When you reach the line containing "#[derive(Parser)]", stop after it; until then, copy each line of the listing exactly, starting with the first.

[Start of Attachment]

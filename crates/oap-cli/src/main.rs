use std::collections::BTreeMap;
use std::fs;
use std::path::{Path, PathBuf};

use anyhow::{Context, Result};
use clap::{Parser, Subcommand, ValueEnum};
use clap_complete::Shell;

use oap_core::config::{self, CONFIG_FILE_NAME, OapConfig, OutputFormat, ResolveOptions};
use oap_core::content::{self, ContentPackage};
use oap_core::notify::CollectingNotifier;
use oap_core::openapi::spec::OpenApiSpec;

#[derive(Parser)]
#[command(name = "oap", about = "Content graph to OpenAPI 3.0 processor", version)]
struct Cli {
    #[command(subcommand)]
    command: Commands,
}

#[derive(Subcommand)]
enum Commands {
    /// Generate an OpenAPI document from a content export
    Generate {
        /// Path to the preprocessed export (YAML or JSON)
        #[arg(short, long)]
        input: Option<PathBuf>,

        /// Where to write the document (stdout when omitted)
        #[arg(short, long)]
        output: Option<PathBuf>,

        /// Output format
        #[arg(long)]
        format: Option<DocumentFormat>,

        /// Fail on ambiguous singletons and shared schema names
        #[arg(long)]
        strict: bool,

        /// Write notification events as JSON to this file
        #[arg(long)]
        notifications: Option<PathBuf>,
    },

    /// Inspect the content graph of an export
    Inspect {
        /// Path to the preprocessed export
        #[arg(short, long)]
        input: PathBuf,

        /// Output format
        #[arg(long, default_value = "yaml")]
        format: DocumentFormat,
    },

    /// Initialize a new oap configuration
    Init {
        /// Overwrite existing files
        #[arg(long)]
        force: bool,
    },

    /// Generate shell completions
    Completions {
        /// Shell to generate completions for
        shell: Shell,
    },
}

#[derive(Clone, Copy, ValueEnum)]
enum DocumentFormat {
    Yaml,
    Json,
}

impl From<OutputFormat> for DocumentFormat {
    fn from(format: OutputFormat) -> Self {
        match format {
            OutputFormat::Json => DocumentFormat::Json,
            OutputFormat::Yaml => DocumentFormat::Yaml,
        }
    }
}

fn main() -> Result<()> {
    env_logger::init();

    let cli = Cli::parse();

    match cli.command {
        Commands::Generate {
            input,
            output,
            format,
            strict,
            notifications,
        } => cmd_generate(input, output, format, strict, notifications),

        Commands::Inspect { input, format } => cmd_inspect(input, format),

        Commands::Init { force } => cmd_init(force),

        Commands::Completions { shell } => {
            let mut cmd = <Cli as clap::CommandFactory>::command();
            clap_complete::generate(shell, &mut cmd, "oap", &mut std::io::stdout());
            Ok(())
        }
    }
}

/// Try to load the project config file from the current directory.
fn try_load_config() -> Result<Option<OapConfig>> {
    let config_path = PathBuf::from(CONFIG_FILE_NAME);
    config::load_config(&config_path).map_err(|e| anyhow::anyhow!(e))
}

fn load_package(path: &Path) -> Result<ContentPackage> {
    let content =
        fs::read_to_string(path).with_context(|| format!("failed to read {}", path.display()))?;

    let ext = path.extension().and_then(|e| e.to_str()).unwrap_or("json");

    let package = match ext {
        "yaml" | "yml" => content::from_yaml(&content)?,
        _ => content::from_json(&content)?,
    };
    Ok(package)
}

fn render(spec: &OpenApiSpec, format: DocumentFormat) -> Result<String> {
    Ok(match format {
        DocumentFormat::Json => spec.to_json()?,
        DocumentFormat::Yaml => spec.to_yaml()?,
    })
}

fn cmd_generate(
    input: Option<PathBuf>,
    output: Option<PathBuf>,
    format: Option<DocumentFormat>,
    strict: bool,
    notifications: Option<PathBuf>,
) -> Result<()> {
    let cfg = try_load_config()?.unwrap_or_default();
    let input = input.unwrap_or_else(|| PathBuf::from(&cfg.input));
    let output = output.or_else(|| (!cfg.output.is_empty()).then(|| PathBuf::from(&cfg.output)));
    let format = format.unwrap_or_else(|| cfg.format.into());
    let options = if strict {
        ResolveOptions::strict()
    } else {
        cfg.resolve_options()
    };

    let package = load_package(&input)?;
    if package.is_delete() {
        eprintln!(
            "Specification {} was deleted, nothing to generate.",
            package.specification_codename
        );
        return Ok(());
    }

    let mut notifier = CollectingNotifier::new();
    let spec = oap_core::generate(&package, options, &mut notifier).with_context(|| {
        format!(
            "failed to process API specification {}",
            package.specification_codename
        )
    })?;
    let document = render(&spec, format)?;

    match &output {
        Some(path) => {
            if let Some(parent) = path.parent().filter(|p| !p.as_os_str().is_empty()) {
                fs::create_dir_all(parent)
                    .with_context(|| format!("failed to create directory {}", parent.display()))?;
            }
            fs::write(path, &document)
                .with_context(|| format!("failed to write {}", path.display()))?;
            eprintln!(
                "Generated {} paths and {} schemas in {}",
                spec.paths.len(),
                spec.components.schemas.len(),
                path.display()
            );
        }
        None => println!("{}", document.trim_end()),
    }

    if let Some(path) = notifications {
        let events = serde_json::to_string_pretty(&notifier.events)?;
        fs::write(&path, events).with_context(|| format!("failed to write {}", path.display()))?;
        eprintln!("  wrote {} notifications to {}", notifier.events.len(), path.display());
    } else if !notifier.events.is_empty() {
        eprintln!("  {} notifications were raised", notifier.events.len());
    }
    Ok(())
}

fn cmd_inspect(input: PathBuf, format: DocumentFormat) -> Result<()> {
    let package = load_package(&input)?;
    let summary = build_inspect_summary(&package);

    match format {
        DocumentFormat::Yaml => {
            let yaml = serde_yaml_ng::to_string(&summary)?;
            print!("{}", yaml);
        }
        DocumentFormat::Json => {
            let json = serde_json::to_string_pretty(&summary)?;
            println!("{}", json);
        }
    }

    Ok(())
}

fn build_inspect_summary(package: &ContentPackage) -> serde_json::Value {
    let mut content_types: BTreeMap<&str, usize> = BTreeMap::new();
    for (_, item) in package.graph.iter() {
        *content_types.entry(item.content_type()).or_default() += 1;
    }

    let root = package
        .graph
        .specification(&package.specification_codename)
        .ok()
        .map(|spec| {
            serde_json::json!({
                "title": spec.title,
                "version": spec.version,
                "categories": spec.categories.len(),
            })
        });

    serde_json::json!({
        "specification": package.specification_codename,
        "operation": package.operation,
        "root": root,
        "items": package.graph.len(),
        "content_types": content_types,
    })
}

fn cmd_init(force: bool) -> Result<()> {
    let config_path = PathBuf::from(CONFIG_FILE_NAME);

    if config_path.exists() && !force {
        anyhow::bail!(
            "{} already exists. Use --force to overwrite.",
            config_path.display()
        );
    }

    fs::write(&config_path, config::default_config_content())?;
    eprintln!("Created {}", config_path.display());
    Ok(())
}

[End of Attachment]

▸ Solution for this problem
filename crates/oap-cli/src/main.rs
use std::collections::BTreeMap;
use std::fs;
use std::path::{Path, PathBuf};

use anyhow::{Context, Result};
use clap::{Parser, Subcommand, ValueEnum};
use clap_complete::Shell;

use oap_core::config::{self, CONFIG_FILE_NAME, OapConfig, OutputFormat, ResolveOptions};
use oap_core::content::{self, ContentPackage};
use oap_core::notify::CollectingNotifier;
use oap_core::openapi::spec::OpenApiSpec;

#[derive(Parser)]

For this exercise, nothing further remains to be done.